Management / Rene Carayol: As Kim Winser proves, today’s retailers have to be brilliant to thrive

Rene Carayol: As Kim Winser proves, today’s retailers have to be brilliant to thrive

Kim Winser OBE is one of the most successful women in British fashion retail. Aquascutum, Pringle of Scotland and Agent Provocateur were all transformed by her leadership, so when she launched her own label it was always going to be special.

rene-199x300I had the privilege of working for Kim while we were both at Marks and Spencer; she was brilliant then and has only blossomed since. Winser said: “We’ve just opened in California, which is very exciting, a whole new level of business. And we took over a townhouse in Mayfair during London Fashion Week.”

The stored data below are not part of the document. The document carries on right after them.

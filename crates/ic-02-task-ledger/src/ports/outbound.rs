//! Outbound (Driven) ports for the Task Ledger.

use async_trait::async_trait;
use shared_types::{AuthToken, BackendError, Task, TaskId};

use crate::domain::ImageUpload;

/// Task endpoints of the backend.
#[async_trait]
pub trait TaskBackend: Send + Sync {
    /// `GET /tasks`, newest first.
    async fn list_tasks(&self, token: &AuthToken) -> Result<Vec<Task>, BackendError>;

    /// `GET /tasks/{id}`.
    async fn get_task(&self, token: &AuthToken, id: TaskId) -> Result<Task, BackendError>;

    /// `POST /tasks` as multipart with parts `image` and optional `metadata`.
    async fn create_task(
        &self,
        token: &AuthToken,
        image: &ImageUpload,
        metadata: Option<&str>,
    ) -> Result<Task, BackendError>;
}

/// Builds a task that satisfies the status invariants.
#[cfg(test)]
pub fn task_fixture(id: u64, status: shared_types::TaskStatus) -> Task {
    use shared_types::{TaskRecord, TaskStatus};

    let now = chrono::Utc::now();
    let record = TaskRecord {
        id: TaskId(id),
        image_path: format!("uploads/{id}.png"),
        metadata: None,
        status,
        result_path: (status == TaskStatus::Completed).then(|| format!("results/{id}.png")),
        error_message: (status == TaskStatus::Failed).then(|| "worker crashed".to_string()),
        credits_used: 1,
        created_at: now,
        updated_at: now,
    };
    Task::try_from(record).expect("fixture satisfies invariants")
}

/// Mock backend with scripted responses for testing.
#[cfg(test)]
#[derive(Default)]
pub struct MockTaskBackend {
    pub listings: parking_lot::Mutex<
        std::collections::VecDeque<(
            Option<std::sync::Arc<tokio::sync::Notify>>,
            Result<Vec<Task>, BackendError>,
        )>,
    >,
    pub created: parking_lot::Mutex<std::collections::VecDeque<Result<Task, BackendError>>>,
    pub singles: parking_lot::Mutex<std::collections::VecDeque<Result<Task, BackendError>>>,
    pub list_calls: std::sync::atomic::AtomicUsize,
    pub create_calls: std::sync::atomic::AtomicUsize,
    pub last_metadata: parking_lot::Mutex<Option<String>>,
}

#[cfg(test)]
impl MockTaskBackend {
    pub fn push_listing(&self, listing: Result<Vec<Task>, BackendError>) {
        self.listings.lock().push_back((None, listing));
    }

    /// The listing is returned only after `gate` is notified.
    pub fn push_gated_listing(
        &self,
        gate: std::sync::Arc<tokio::sync::Notify>,
        listing: Result<Vec<Task>, BackendError>,
    ) {
        self.listings.lock().push_back((Some(gate), listing));
    }

    pub fn push_created(&self, created: Result<Task, BackendError>) {
        self.created.lock().push_back(created);
    }

    pub fn list_calls(&self) -> usize {
        self.list_calls.load(std::sync::atomic::Ordering::SeqCst)
    }

    pub fn create_calls(&self) -> usize {
        self.create_calls.load(std::sync::atomic::Ordering::SeqCst)
    }
}

#[cfg(test)]
#[async_trait]
impl TaskBackend for MockTaskBackend {
    async fn list_tasks(&self, _token: &AuthToken) -> Result<Vec<Task>, BackendError> {
        self.list_calls
            .fetch_add(1, std::sync::atomic::Ordering::SeqCst);
        let next = self.listings.lock().pop_front();
        match next {
            Some((gate, listing)) => {
                if let Some(gate) = gate {
                    gate.notified().await;
                }
                listing
            }
            None => Ok(Vec::new()),
        }
    }

    async fn get_task(&self, _token: &AuthToken, _id: TaskId) -> Result<Task, BackendError> {
        self.singles
            .lock()
            .pop_front()
            .unwrap_or_else(|| Err(BackendError::Rejected { status: 404, detail: "Task not found".into() }))
    }

    async fn create_task(
        &self,
        _token: &AuthToken,
        _image: &ImageUpload,
        metadata: Option<&str>,
    ) -> Result<Task, BackendError> {
        self.create_calls
            .fetch_add(1, std::sync::atomic::Ordering::SeqCst);
        *self.last_metadata.lock() = metadata.map(str::to_string);
        self.created
            .lock()
            .pop_front()
            .unwrap_or_else(|| Err(BackendError::Transport("no scripted response".into())))
    }
}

This was straight after the arrival of Winser London’s bold and innovative pop-up store at Fenwick in Bond Street last summer. She adds: “There are still a lot of companies stuck in a period where everything is very bureaucratic, which is a great shame as the young talent kicking around in the business don’t get their say.”

And this philosophy is at the heart of her latest business, Winser London – an online venture selling high-quality women’s clothing at affordable prices. “We’re in the Primark generation, where people want three items for the price of one. It’s shocking how much the quality of clothing generally has deteriorated in the past 15 years.”

But while she fuels her own brand with an agile strategy, she has doubts for those who struggle to adapt to today’s tough and unforgiving environment. The downturn has decimated the likes of Peacocks, La Senza and her former company, Aquascutum. All have fallen into administration, although Aquascutum was
later saved.

The conventional wisdom has been that an increasing volume of business will inevitably be done online, and so bricks-and-mortar shops are surplus to requirements. The desperate and decrepit remains of out-of-town supermarkets, from the video and book stores to the white goods shops, are testimony to the scorched earth that the internet has left in its wake as it has cut through Britain’s retail sector.

But it’s not all one-way traffic. Some new and mature retailers are fighting back. Businesses that were originally online-only are now rediscovering the old-fashioned virtues of the high street. Boden, one of Britain’s most successful fashion retailers with annual sales of about £280million, has been mail-order and online-only (except for one store) since it was founded in 1991. It is now planning to open several actual shops in Britain.

But it’s no longer about either online or bricks and mortar, it’s increasingly about both. Rapha, which sells high-end gear for well-heeled cyclists, was founded online in 2004, but now has a physical outlet in central London. And it’s more than just a traditional shop. Cyclists meet to start rides together, watch the Tour de France over cappuccinos or buy specially designed cycling snacks. It is particularly important for businesses whose customers would like to feel the products.

The recent trend for pop-up shops has helped these brave businesses to navigate their way offline. Pop-ups hire spaces for just a few months to test the local demand, and then move on if it’s not working. The Rapha clubs started as pop-ups.

A survey by the telecoms company EE estimates that one third of all new retail businesses will soon be pop-ups. These may not save the high street but they have a part to play.

Back to Kim Winser. “I think business was easier up until the past five years. You could have really good people and you could have average people, but because there was so much money out there, lots of companies that should have been in more difficulty weren’t. What’s happening now is you have to be better than average, and those who aren’t, are struggling and falling into administration. You can’t be just average any more. That, in a way, is quite exciting because it’s making people work harder, and think differently, and I think there are going to be some brands that develop well.”

The threat of losing our shops just might have made us start to value them again – but they must be different from before.